▸ INPUT MATERIAL
╔══

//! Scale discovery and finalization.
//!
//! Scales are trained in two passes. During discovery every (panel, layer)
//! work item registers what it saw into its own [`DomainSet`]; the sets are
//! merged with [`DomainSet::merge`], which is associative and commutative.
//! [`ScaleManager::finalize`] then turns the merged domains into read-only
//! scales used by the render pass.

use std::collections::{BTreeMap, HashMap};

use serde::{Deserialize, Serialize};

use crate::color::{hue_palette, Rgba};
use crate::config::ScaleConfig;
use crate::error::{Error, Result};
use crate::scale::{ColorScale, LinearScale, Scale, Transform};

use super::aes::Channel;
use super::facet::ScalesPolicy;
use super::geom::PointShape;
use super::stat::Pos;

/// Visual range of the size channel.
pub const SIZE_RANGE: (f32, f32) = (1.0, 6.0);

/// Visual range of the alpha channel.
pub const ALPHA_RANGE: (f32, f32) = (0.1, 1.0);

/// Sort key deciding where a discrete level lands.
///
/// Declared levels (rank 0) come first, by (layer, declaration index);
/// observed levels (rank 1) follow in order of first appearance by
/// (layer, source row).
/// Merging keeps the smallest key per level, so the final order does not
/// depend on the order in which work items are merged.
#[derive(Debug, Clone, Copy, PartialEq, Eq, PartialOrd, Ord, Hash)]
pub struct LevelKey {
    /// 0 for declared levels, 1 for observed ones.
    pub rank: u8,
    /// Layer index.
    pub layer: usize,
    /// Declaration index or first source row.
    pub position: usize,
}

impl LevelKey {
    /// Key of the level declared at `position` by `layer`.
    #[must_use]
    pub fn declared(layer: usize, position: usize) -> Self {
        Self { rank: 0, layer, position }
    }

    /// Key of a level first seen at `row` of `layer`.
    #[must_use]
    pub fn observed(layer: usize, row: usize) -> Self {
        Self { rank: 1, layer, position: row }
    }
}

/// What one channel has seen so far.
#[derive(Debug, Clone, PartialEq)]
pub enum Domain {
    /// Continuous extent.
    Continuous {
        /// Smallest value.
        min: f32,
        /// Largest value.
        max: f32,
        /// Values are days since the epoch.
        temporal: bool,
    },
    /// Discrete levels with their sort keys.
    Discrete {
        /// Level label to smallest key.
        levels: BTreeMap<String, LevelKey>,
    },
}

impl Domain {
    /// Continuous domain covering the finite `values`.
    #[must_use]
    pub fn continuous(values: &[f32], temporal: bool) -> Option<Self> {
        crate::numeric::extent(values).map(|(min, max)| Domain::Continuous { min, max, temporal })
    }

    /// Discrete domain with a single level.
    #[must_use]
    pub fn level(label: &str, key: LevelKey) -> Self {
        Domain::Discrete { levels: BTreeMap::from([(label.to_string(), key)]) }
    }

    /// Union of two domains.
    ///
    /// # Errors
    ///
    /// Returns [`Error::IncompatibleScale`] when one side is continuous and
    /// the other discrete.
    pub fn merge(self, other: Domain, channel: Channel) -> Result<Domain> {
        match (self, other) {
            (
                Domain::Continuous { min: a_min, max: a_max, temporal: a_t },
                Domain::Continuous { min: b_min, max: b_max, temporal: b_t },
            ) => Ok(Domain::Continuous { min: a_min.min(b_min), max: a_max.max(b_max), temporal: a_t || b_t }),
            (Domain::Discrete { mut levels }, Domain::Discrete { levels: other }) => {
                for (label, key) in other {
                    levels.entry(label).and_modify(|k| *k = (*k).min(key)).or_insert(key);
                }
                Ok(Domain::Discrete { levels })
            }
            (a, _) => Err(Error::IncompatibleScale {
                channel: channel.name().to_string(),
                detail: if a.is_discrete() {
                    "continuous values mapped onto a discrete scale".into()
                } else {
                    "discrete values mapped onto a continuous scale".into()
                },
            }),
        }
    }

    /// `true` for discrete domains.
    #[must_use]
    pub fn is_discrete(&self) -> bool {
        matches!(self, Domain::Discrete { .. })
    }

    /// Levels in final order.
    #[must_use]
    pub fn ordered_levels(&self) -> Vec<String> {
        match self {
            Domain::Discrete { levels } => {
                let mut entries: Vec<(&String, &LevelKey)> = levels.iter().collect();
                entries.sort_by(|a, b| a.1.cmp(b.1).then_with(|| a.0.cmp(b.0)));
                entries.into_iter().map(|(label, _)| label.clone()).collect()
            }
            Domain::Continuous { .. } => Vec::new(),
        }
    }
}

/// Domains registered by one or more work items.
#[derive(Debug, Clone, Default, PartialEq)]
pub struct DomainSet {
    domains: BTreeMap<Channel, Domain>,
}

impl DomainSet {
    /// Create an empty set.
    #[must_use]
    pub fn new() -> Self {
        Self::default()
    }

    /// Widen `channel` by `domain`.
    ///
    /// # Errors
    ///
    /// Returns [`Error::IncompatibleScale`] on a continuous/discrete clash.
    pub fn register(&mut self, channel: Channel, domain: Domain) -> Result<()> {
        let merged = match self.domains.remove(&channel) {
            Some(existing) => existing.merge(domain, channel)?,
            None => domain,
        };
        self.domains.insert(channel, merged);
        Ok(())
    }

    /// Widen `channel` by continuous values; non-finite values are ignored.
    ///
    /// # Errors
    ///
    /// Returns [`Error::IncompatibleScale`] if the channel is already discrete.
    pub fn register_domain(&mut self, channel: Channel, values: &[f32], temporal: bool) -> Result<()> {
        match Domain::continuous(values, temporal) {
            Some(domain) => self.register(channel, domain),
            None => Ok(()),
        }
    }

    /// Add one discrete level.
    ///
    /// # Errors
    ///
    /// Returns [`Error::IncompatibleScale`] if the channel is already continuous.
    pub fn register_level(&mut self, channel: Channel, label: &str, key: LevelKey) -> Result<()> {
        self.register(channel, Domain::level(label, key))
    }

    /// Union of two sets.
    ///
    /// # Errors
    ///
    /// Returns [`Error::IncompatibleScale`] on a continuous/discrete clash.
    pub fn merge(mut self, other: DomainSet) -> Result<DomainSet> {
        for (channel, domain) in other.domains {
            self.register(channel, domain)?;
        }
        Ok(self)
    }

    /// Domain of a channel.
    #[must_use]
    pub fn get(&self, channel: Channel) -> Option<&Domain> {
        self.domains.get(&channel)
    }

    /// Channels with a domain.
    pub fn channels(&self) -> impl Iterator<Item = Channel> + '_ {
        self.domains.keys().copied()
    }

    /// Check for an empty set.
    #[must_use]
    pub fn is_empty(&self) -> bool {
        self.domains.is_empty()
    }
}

╚══

Where in the records does the string "Widen" appear? Copy every line that has it.

▸ PROBLEM SOLUTION
    /// Widen `channel` by `domain`.
    /// Widen `channel` by continuous values; non-finite values are ignored.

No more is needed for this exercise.